**REQUIRED WORK**
Give the data again exactly as it appears.

....................

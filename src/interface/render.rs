use crate::models::{DayCombination, DaySet, Weekday, WeeklySchedule};
use crate::state::MealPool;

fn meal_display_name(pool: &MealPool, meal_id: &str) -> String {
    pool.get(meal_id)
        .map(|m| m.name.clone())
        .unwrap_or_else(|| meal_id.to_string())
}

/// Display enumerated day combinations with meal names resolved.
pub fn display_combinations(combinations: &[DayCombination], pool: &MealPool) {
    if combinations.is_empty() {
        println!("No valid day combinations (pool too small or too constrained).");
        return;
    }

    println!();
    println!("=== Day Combinations ({}) ===", combinations.len());
    println!();

    for (i, combo) in combinations.iter().enumerate() {
        let names: Vec<String> = combo
            .slots
            .iter()
            .map(|id| meal_display_name(pool, id))
            .collect();
        println!("{:>4}. {}", i + 1, names.join(" | "));
    }

    println!();
}

/// Display candidate day-sets, least slot-0 variety first.
pub fn display_day_sets(sets: &[DaySet], pool: &MealPool) {
    if sets.is_empty() {
        println!("No valid day-sets found.");
        return;
    }

    println!();
    println!("=== Candidate Day-Sets ({}) ===", sets.len());

    for (i, set) in sets.iter().enumerate() {
        println!();
        println!(
            "Set {} - {} days, {} distinct first meals",
            i + 1,
            set.len(),
            set.slot_zero_variety()
        );
        for (d, combo) in set.combinations.iter().enumerate() {
            let names: Vec<String> = combo
                .slots
                .iter()
                .map(|id| meal_display_name(pool, id))
                .collect();
            println!("  Day {}: {}", d + 1, names.join(" | "));
        }
    }

    println!();
}

/// Display a weekly schedule as a Monday-first table.
pub fn display_week(schedule: &WeeklySchedule) {
    println!();
    println!("=== Weekly Schedule ===");
    println!();

    for weekday in Weekday::ALL {
        match schedule.get(weekday) {
            Some(day) => {
                let meals: Vec<String> = day
                    .meals
                    .iter()
                    .map(|m| match &m.meal_time {
                        Some(time) => format!("{} {}", time, m.name),
                        None => m.name.clone(),
                    })
                    .collect();
                println!(
                    "{:<9} {:>5.0} cal | {:>4.0}g protein | {}",
                    weekday.name(),
                    day.day_calories,
                    day.day_protein,
                    meals.join(", ")
                );
            }
            None => println!("{:<9} (unfilled)", weekday.name()),
        }
    }

    println!();
}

....................

**TASK ANSWER**
filename src/interface/render.rs
use crate::models::{DayCombination, DaySet, Weekday, WeeklySchedule};
use crate::state::MealPool;

fn meal_display_name(pool: &MealPool, meal_id: &str) -> String {
    pool.get(meal_id)
        .map(|m| m.name.clone())
        .unwrap_or_else(|| meal_id.to_string())
}

/// Display enumerated day combinations with meal names resolved.
pub fn display_combinations(combinations: &[DayCombination], pool: &MealPool) {
    if combinations.is_empty() {
        println!("No valid day combinations (pool too small or too constrained).");
        return;
    }

    println!();
    println!("=== Day Combinations ({}) ===", combinations.len());
    println!();

    for (i, combo) in combinations.iter().enumerate() {
        let names: Vec<String> = combo
            .slots
            .iter()
            .map(|id| meal_display_name(pool, id))
            .collect();
        println!("{:>4}. {}", i + 1, names.join(" | "));
    }

    println!();
}

/// Display candidate day-sets, least slot-0 variety first.
pub fn display_day_sets(sets: &[DaySet], pool: &MealPool) {
    if sets.is_empty() {
        println!("No valid day-sets found.");
        return;
    }

    println!();
    println!("=== Candidate Day-Sets ({}) ===", sets.len());

    for (i, set) in sets.iter().enumerate() {
        println!();
        println!(
            "Set {} - {} days, {} distinct first meals",
            i + 1,
            set.len(),
            set.slot_zero_variety()
        );
        for (d, combo) in set.combinations.iter().enumerate() {
            let names: Vec<String> = combo
                .slots
                .iter()
                .map(|id| meal_display_name(pool, id))
                .collect();
            println!("  Day {}: {}", d + 1, names.join(" | "));
        }
    }

    println!();
}

/// Display a weekly schedule as a Monday-first table.
pub fn display_week(schedule: &WeeklySchedule) {
    println!();
    println!("=== Weekly Schedule ===");
    println!();

    for weekday in Weekday::ALL {
        match schedule.get(weekday) {
            Some(day) => {
                let meals: Vec<String> = day
                    .meals
                    .iter()
                    .map(|m| match &m.meal_time {
                        Some(time) => format!("{} {}", time, m.name),
                        None => m.name.clone(),
                    })
                    .collect();
                println!(
                    "{:<9} {:>5.0} cal | {:>4.0}g protein | {}",
                    weekday.name(),
                    day.day_calories,
                    day.day_protein,
                    meals.join(", ")
                );
            }
            None => println!("{:<9} (unfilled)", weekday.name()),
        }
    }

    println!();
}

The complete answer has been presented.